Jeena Yin, Anirudh Mani, Joseph Gibli, Zaria Howard

Machine learning has given technology a human voice. Even though models can produce human-like audio, computer generated speech has almost solely been used to serve end-users as neutral sounding voice assistants. Our project grants technology the power of free speech by training various neural networks on emotional audio recordings. We allow these models to produce emotive speech and then direct their frustration towards each other. Human spectators to their argument are faced with learned rage communicated through tools typically meant to mindlessly serve.

Documentation

Monster GAN

Sydney Ayers

Science Fiction and Horror films often act as a mirror for what truly scares a culture. Not just in the literal sense, but also through themes such as fear of invasion, nuclear warfare, communism etc. In the 50s to 60s, oversized insects and animals appeared often, like in Them! and The Deadly Mantis. This reflected the fears of nuclear proliferation and the effect on the environment. I began to wonder what scifi and horror films say not contextually in those time periods, but also as an overarching history of the 20th to 21st century. If you took similar features from every scifi/horror film in the past 70 years, what would the monsters look like? What would they represent?

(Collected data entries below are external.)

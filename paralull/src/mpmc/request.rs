use std::fmt;
use std::sync::atomic::{AtomicU64, AtomicUsize, Ordering};

use super::segment::Payload;

const PENDING_BIT: u64 = 1 << 63;
const ID_MASK: u64 = !PENDING_BIT;

/// Pending flag and a 63-bit cell id packed into one word, so a single
/// CAS moves both together.
#[derive(Clone, Copy, PartialEq, Eq)]
pub(crate) struct ReqState(u64);

impl ReqState {
    pub(crate) const IDLE: ReqState = ReqState(0);

    #[inline]
    pub(crate) const fn pending(id: u64) -> Self {
        ReqState(PENDING_BIT | (id & ID_MASK))
    }

    #[inline]
    pub(crate) const fn done(id: u64) -> Self {
        ReqState(id & ID_MASK)
    }

    #[inline]
    pub(crate) const fn is_pending(self) -> bool {
        self.0 & PENDING_BIT != 0
    }

    #[inline]
    pub(crate) const fn id(self) -> u64 {
        self.0 & ID_MASK
    }

    #[inline]
    pub(crate) const fn bits(self) -> u64 {
        self.0
    }
}

impl fmt::Debug for ReqState {
    fn fmt(&self, f: &mut fmt::Formatter<'_>) -> fmt::Result {
        f.debug_struct("ReqState")
            .field("pending", &self.is_pending())
            .field("id", &self.id())
            .finish()
    }
}

pub(crate) struct AtomicReqState(AtomicU64);

impl AtomicReqState {
    pub(crate) const fn new() -> Self {
        AtomicReqState(AtomicU64::new(ReqState::IDLE.0))
    }

    #[inline]
    pub(crate) fn load(&self) -> ReqState {
        ReqState(self.0.load(Ordering::SeqCst))
    }

    #[inline]
    pub(crate) fn store(&self, s: ReqState) {
        self.0.store(s.0, Ordering::SeqCst)
    }

    #[inline]
    pub(crate) fn compare_exchange(&self, current: ReqState, new: ReqState) -> Result<ReqState, ReqState> {
        self.0
            .compare_exchange(current.0, new.0, Ordering::SeqCst, Ordering::SeqCst)
            .map(ReqState)
            .map_err(ReqState)
    }
}

/// Slow-path enqueue request. Reused by its owner across calls.
pub(crate) struct EnqReq {
    val: AtomicUsize,
    pub(crate) state: AtomicReqState,
}

impl EnqReq {
    pub(crate) const fn new() -> Self {
        Self {
            val: AtomicUsize::new(0),
            state: AtomicReqState::new(),
        }
    }

    /// Announces `val` with the index of the last failed fast attempt as hint.
    pub(crate) fn publish(&self, val: Payload, hint: u64) {
        self.val.store(val.word(), Ordering::SeqCst);
        self.state.store(ReqState::pending(hint));
    }

    pub(crate) fn payload(&self) -> Option<Payload> {
        Payload::from_word(self.val.load(Ordering::SeqCst))
    }

    /// Binds the request to cell `index`. Only one claim ever succeeds per
    /// publication.
    #[inline]
    pub(crate) fn try_claim(&self, hint: u64, index: u64) -> bool {
        self.state
            .compare_exchange(ReqState::pending(hint), ReqState::done(index))
            .is_ok()
    }
}

/// Slow-path dequeue request. `id` names the generation (the index the
/// owner last failed on); `state` tracks the announced candidate cell.
pub(crate) struct DeqReq {
    pub(crate) id: AtomicU64,
    pub(crate) state: AtomicReqState,
}

impl DeqReq {
    pub(crate) const fn new() -> Self {
        Self {
            id: AtomicU64::new(0),
            state: AtomicReqState::new(),
        }
    }

    pub(crate) fn publish(&self, id: u64) {
        self.id.store(id, Ordering::SeqCst);
        self.state.store(ReqState::pending(id));
    }

    #[inline]
    pub(crate) fn generation(&self) -> u64 {
        self.id.load(Ordering::SeqCst)
    }

    /// Moves the announced candidate from `seen` to `cand`. Returns the state
    /// observed afterwards.
    pub(crate) fn try_announce(&self, seen: ReqState, cand: u64) -> ReqState {
        match self.state.compare_exchange(seen, ReqState::pending(cand)) {
            Ok(_) => ReqState::pending(cand),
            Err(actual) => actual,
        }
    }

    pub(crate) fn try_complete(&self, idx: u64) -> bool {
        self.state
            .compare_exchange(ReqState::pending(idx), ReqState::done(idx))
            .is_ok()
    }
}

I chose to use a DCGAN (Deep Convolutional Generative Adversarial Network) because I wanted to create new monsters that still had the influences and style of previous monsters. The dataset used to train the machine learning models contains every movie poster in those genres from the 1950s to now (about 1,760 images). A GAN has 2 parts: a generator and a discriminator. The Generator creates fake samples that along with real samples are put into the Discriminator. The Discriminator tries to guess if this was a real image or a generated image. The Discriminator will attempt to improve the Generator’s parameters until it fools the Discriminator. After running it through the GAN, I also used an online generator to add generative horror titles. I matched these with the images I thought represented them best, and arranged these into a movie poster.

Documentation

Bred Agents

David Gordon and Aman Tiwari

We create and visualize the interaction of two completely different approaches to creating "intelligent agents". We train some agents to learn to communicate and compete, using MADDPG. We train some others using a variety of RL algorithms. The final population are untrained, but instead evolved using genetic programming. These agents represent different forms of being in the world and various facade dichotomies created in it. We put them into one aquarium for the audience's pleasure.

Documentation

Alien Walk

Alexander Woskob

Alien Walk challenges a trained machine learning agent named Zelboc to reach his spaceship by traversing a treacherous landscape. In order to safely reach his destination, Zelboc must be skilled in running, jumping, and platforming. As Zelboc navigates the world, his decision making is sonified by the triggering of audio samples. Dictated by the layout of the terrain, Zelboc's actions retain rhythmic patterns that lend themselves to procedural music generation. This project explores how an audience might empathize with an automated agent, rather than trying to defeat one as most games require. Zelboc's tireless dedication is surely something we can all admire.